ABOUT THIS EXERCISE
For the entries that follow, count the lines containing the string "stmt" and write only the number.

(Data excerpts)
fn ensure_connection_ready(conn: &Connection) -> RepoResult<()> {
    let expected_version = latest_version();
    let actual_version: u32 = conn.query_row("PRAGMA user_version;", [], |row| row.get(0))?;
    if actual_version != expected_version {
        return Err(RepoError::UninitializedConnection {
            expected_version,
            actual_version,
        });
    }

    for (table, columns) in [
        ("questions", QUESTIONS_REQUIRED_COLUMNS),
        ("question_history", HISTORY_REQUIRED_COLUMNS),
    ] {
        if !table_exists(conn, table)? {
            return Err(RepoError::MissingRequiredTable(table));
        }
        for &column in columns {
            if !table_has_column(conn, table, column)? {
                return Err(RepoError::MissingRequiredColumn { table, column });
            }
        }
    }

    Ok(())
}

fn table_exists(conn: &Connection, table: &str) -> RepoResult<bool> {
    let exists: i64 = conn.query_row(
        "SELECT EXISTS(
            SELECT 1
            FROM sqlite_master
            WHERE type = 'table' AND name = ?1
        );",
        [table],
        |row| row.get(0),
    )?;
    Ok(exists == 1)
}

fn table_has_column(conn: &Connection, table: &str, column: &str) -> RepoResult<bool> {
    let mut stmt = conn.prepare(&format!("PRAGMA table_info({table});"))?;
    let mut rows = stmt.query([])?;
    while let Some(row) = rows.next()? {
        let current: String = row.get(1)?;
        if current == column {
            return Ok(true);
        }
    }
    Ok(false)
}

RESULT OF THE TASK
2